THE DATA START
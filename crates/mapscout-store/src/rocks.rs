//! `RocksDB` storage implementation.
//!
//! This module provides the `RocksStore` implementation of the `Store`
//! trait.

use std::path::Path;
use std::sync::Arc;

use chrono::{DateTime, Utc};
use rocksdb::{
    BoundColumnFamily, ColumnFamilyDescriptor, DBWithThreadMode, Direction, IteratorMode, Options,
    WriteBatch,
};

use mapscout_core::{AccountId, ConsumptionEvent, EventId, EventKind};

use crate::error::{Result, StoreError};
use crate::keys;
use crate::schema::{all_column_families, cf};
use crate::Store;

/// RocksDB-backed event log.
///
/// Concurrent appends and range counts are safe: reads observe completed
/// batch writes, which gives the per-account read-your-writes ordering the
/// quota evaluator relies on.
pub struct RocksStore {
    db: Arc<DBWithThreadMode<rocksdb::MultiThreaded>>,
}

impl RocksStore {
    /// Open or create a `RocksDB` database at the given path.
    ///
    /// # Errors
    ///
    /// Returns an error if the database cannot be opened or created.
    pub fn open<P: AsRef<Path>>(path: P) -> Result<Self> {
        let mut opts = Options::default();
        opts.create_if_missing(true);
        opts.create_missing_column_families(true);

        let cf_descriptors: Vec<_> = all_column_families()
            .into_iter()
            .map(|name| ColumnFamilyDescriptor::new(name, Options::default()))
            .collect();

        let db = DBWithThreadMode::open_cf_descriptors(&opts, path, cf_descriptors)
            .map_err(|e| StoreError::Database(e.to_string()))?;

        Ok(Self { db: Arc::new(db) })
    }

    /// Get a column family handle.
    fn cf(&self, name: &str) -> Result<Arc<BoundColumnFamily<'_>>> {
        self.db
            .cf_handle(name)
            .ok_or_else(|| StoreError::Database(format!("column family not found: {name}")))
    }

    /// Serialize a value using CBOR.
    fn serialize<T: serde::Serialize>(value: &T) -> Result<Vec<u8>> {
        let mut buf = Vec::new();
        ciborium::into_writer(value, &mut buf)
            .map_err(|e| StoreError::Serialization(e.to_string()))?;
        Ok(buf)
    }

    /// Deserialize a value from CBOR.
    fn deserialize<T: serde::de::DeserializeOwned>(data: &[u8]) -> Result<T> {
        ciborium::from_reader(data).map_err(|e| StoreError::Serialization(e.to_string()))
    }

    /// Collect index keys for an account-and-kind scan starting at `lower`,
    /// bounded by `prefix`.
    fn scan_index_keys(&self, lower: &[u8], prefix: &[u8]) -> Result<Vec<Vec<u8>>> {
        let cf_index = self.cf(cf::EVENTS_BY_ACCOUNT)?;
        let iter = self
            .db
            .iterator_cf(&cf_index, IteratorMode::From(lower, Direction::Forward));

        let mut matched = Vec::new();
        for item in iter {
            let (key, _) = item.map_err(|e| StoreError::Database(e.to_string()))?;
            if !key.starts_with(prefix) {
                break;
            }
            matched.push(key.to_vec());
        }
        Ok(matched)
    }
}

impl Store for RocksStore {
    fn record_event(&self, event: &ConsumptionEvent) -> Result<()> {
        let cf_events = self.cf(cf::EVENTS)?;
        let cf_index = self.cf(cf::EVENTS_BY_ACCOUNT)?;

        let event_key = keys::event_key(&event.event_id);
        let index_key = keys::account_event_key(
            &event.account_id,
            event.kind,
            event.occurred_at,
            &event.event_id,
        );
        let value = Self::serialize(event)?;

        let mut batch = WriteBatch::default();
        batch.put_cf(&cf_events, &event_key, &value);
        batch.put_cf(&cf_index, &index_key, []); // Index entry (empty value)

        self.db
            .write(batch)
            .map_err(|e| StoreError::Database(e.to_string()))?;

        Ok(())
    }

    fn get_event(&self, event_id: &EventId) -> Result<Option<ConsumptionEvent>> {
        let cf_events = self.cf(cf::EVENTS)?;
        let key = keys::event_key(event_id);

        self.db
            .get_cf(&cf_events, key)
            .map_err(|e| StoreError::Database(e.to_string()))?
            .map(|data| Self::deserialize(&data))
            .transpose()
    }

    fn count_since(
        &self,
        account_id: &AccountId,
        kind: EventKind,
        since: DateTime<Utc>,
    ) -> Result<u64> {
        let lower = keys::since_lower_bound(account_id, kind, since);
        let prefix = keys::account_kind_prefix(account_id, kind);

        let cf_index = self.cf(cf::EVENTS_BY_ACCOUNT)?;
        let iter = self
            .db
            .iterator_cf(&cf_index, IteratorMode::From(&lower, Direction::Forward));

        let mut count = 0u64;
        for item in iter {
            let (key, _) = item.map_err(|e| StoreError::Database(e.to_string()))?;
            if !key.starts_with(&prefix) {
                break;
            }
            count += 1;
        }
        Ok(count)
    }

    fn list_events_since(
        &self,
        account_id: &AccountId,
        kind: EventKind,
        since: DateTime<Utc>,
        limit: usize,
    ) -> Result<Vec<ConsumptionEvent>> {
        let lower = keys::since_lower_bound(account_id, kind, since);
        let prefix = keys::account_kind_prefix(account_id, kind);

        let mut events = Vec::new();
        for key in self.scan_index_keys(&lower, &prefix)? {
            if events.len() >= limit {
                break;
            }
            let event_id = keys::extract_event_id_from_index_key(&key);
            if let Some(event) = self.get_event(&event_id)? {
                events.push(event);
            }
        }
        Ok(events)
    }

    fn purge_account(&self, account_id: &AccountId) -> Result<u64> {
        let cf_events = self.cf(cf::EVENTS)?;
        let cf_index = self.cf(cf::EVENTS_BY_ACCOUNT)?;
        let prefix = keys::account_prefix(account_id);

        let index_keys = self.scan_index_keys(&prefix, &prefix)?;

        let mut batch = WriteBatch::default();
        for key in &index_keys {
            let event_id = keys::extract_event_id_from_index_key(key);
            batch.delete_cf(&cf_events, keys::event_key(&event_id));
            batch.delete_cf(&cf_index, key);
        }

        self.db
            .write(batch)
            .map_err(|e| StoreError::Database(e.to_string()))?;

        tracing::info!(
            account_id = %account_id,
            purged = index_keys.len(),
            "Purged account events"
        );

        Ok(index_keys.len() as u64)
    }
}

#[cfg(test)]
mod tests {
    use super::*;
    use chrono::{Duration, TimeZone};
    use tempfile::TempDir;

    fn create_test_store() -> (RocksStore, TempDir) {
        let dir = TempDir::new().unwrap();
        let store = RocksStore::open(dir.path()).unwrap();
        (store, dir)
    }

    fn search_at(account_id: AccountId, at: DateTime<Utc>) -> ConsumptionEvent {
        ConsumptionEvent::new(account_id, EventKind::Search, at)
    }

    #[test]
    fn record_then_count_reads_own_write() {
        let (store, _dir) = create_test_store();
        let account_id = AccountId::generate();
        let since = Utc::now() - Duration::hours(1);

        assert_eq!(
            store
                .count_since(&account_id, EventKind::Search, since)
                .unwrap(),
            0
        );

        store
            .record_event(&ConsumptionEvent::search(account_id))
            .unwrap();

        assert_eq!(
            store
                .count_since(&account_id, EventKind::Search, since)
                .unwrap(),
            1
        );
    }

    #[test]
    fn count_lower_bound_is_inclusive() {
        let (store, _dir) = create_test_store();
        let account_id = AccountId::generate();
        let boundary = Utc.with_ymd_and_hms(2024, 3, 11, 0, 0, 0).unwrap();

        // One event just before the boundary, one exactly on it.
        store
            .record_event(&search_at(account_id, boundary - Duration::seconds(1)))
            .unwrap();
        store.record_event(&search_at(account_id, boundary)).unwrap();

        assert_eq!(
            store
                .count_since(&account_id, EventKind::Search, boundary)
                .unwrap(),
            1
        );
        assert_eq!(
            store
                .count_since(
                    &account_id,
                    EventKind::Search,
                    boundary - Duration::seconds(1)
                )
                .unwrap(),
            2
        );
    }

    #[test]
    fn count_is_scoped_to_the_account() {
        let (store, _dir) = create_test_store();
        let account_a = AccountId::generate();
        let account_b = AccountId::generate();
        let since = Utc::now() - Duration::hours(1);

        for _ in 0..3 {
            store
                .record_event(&ConsumptionEvent::search(account_a))
                .unwrap();
        }
        store
            .record_event(&ConsumptionEvent::search(account_b))
            .unwrap();

        assert_eq!(
            store
                .count_since(&account_a, EventKind::Search, since)
                .unwrap(),
            3
        );
        assert_eq!(
            store
                .count_since(&account_b, EventKind::Search, since)
                .unwrap(),
            1
        );
    }

    #[test]
    fn get_event_roundtrip() {
        let (store, _dir) = create_test_store();
        let account_id = AccountId::generate();
        let event = ConsumptionEvent::search(account_id);

        store.record_event(&event).unwrap();

        let loaded = store.get_event(&event.event_id).unwrap().unwrap();
        assert_eq!(loaded, event);
        assert!(store
            .get_event(&EventId::generate())
            .unwrap()
            .is_none());
    }

    #[test]
    fn list_events_is_oldest_first_and_bounded() {
        let (store, _dir) = create_test_store();
        let account_id = AccountId::generate();
        let base = Utc.with_ymd_and_hms(2024, 3, 11, 12, 0, 0).unwrap();

        for offset in [2i64, 0, 1] {
            store
                .record_event(&search_at(account_id, base + Duration::minutes(offset)))
                .unwrap();
        }

        let events = store
            .list_events_since(&account_id, EventKind::Search, base, 10)
            .unwrap();
        assert_eq!(events.len(), 3);
        assert!(events.windows(2).all(|w| w[0].occurred_at <= w[1].occurred_at));

        let capped = store
            .list_events_since(&account_id, EventKind::Search, base, 2)
            .unwrap();
        assert_eq!(capped.len(), 2);
        assert_eq!(capped[0].occurred_at, base);
    }

    #[test]
    fn purge_removes_only_the_target_account() {
        let (store, _dir) = create_test_store();
        let purged_account = AccountId::generate();
        let kept_account = AccountId::generate();
        let since = Utc::now() - Duration::hours(1);

        for _ in 0..4 {
            store
                .record_event(&ConsumptionEvent::search(purged_account))
                .unwrap();
        }
        store
            .record_event(&ConsumptionEvent::search(kept_account))
            .unwrap();

        assert_eq!(store.purge_account(&purged_account).unwrap(), 4);

        assert_eq!(
            store
                .count_since(&purged_account, EventKind::Search, since)
                .unwrap(),
            0
        );
        assert_eq!(
            store
                .count_since(&kept_account, EventKind::Search, since)
                .unwrap(),
            1
        );
    }

    #[test]
    fn events_survive_reopen() {
        let dir = TempDir::new().unwrap();
        let account_id = AccountId::generate();
        let since = Utc::now() - Duration::hours(1);

        {
            let store = RocksStore::open(dir.path()).unwrap();
            store
                .record_event(&ConsumptionEvent::search(account_id))
                .unwrap();
        }

        let reopened = RocksStore::open(dir.path()).unwrap();
        assert_eq!(
            reopened
                .count_since(&account_id, EventKind::Search, since)
                .unwrap(),
            1
        );
    }
}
THE DATA END
> _TASK OBJECTIVE_:
Copy out the lines of the data where the string "BoundColumnFamily" occurs.

> _RESULT BELOW_:
    BoundColumnFamily, ColumnFamilyDescriptor, DBWithThreadMode, Direction, IteratorMode, Options,
    fn cf(&self, name: &str) -> Result<Arc<BoundColumnFamily<'_>>> {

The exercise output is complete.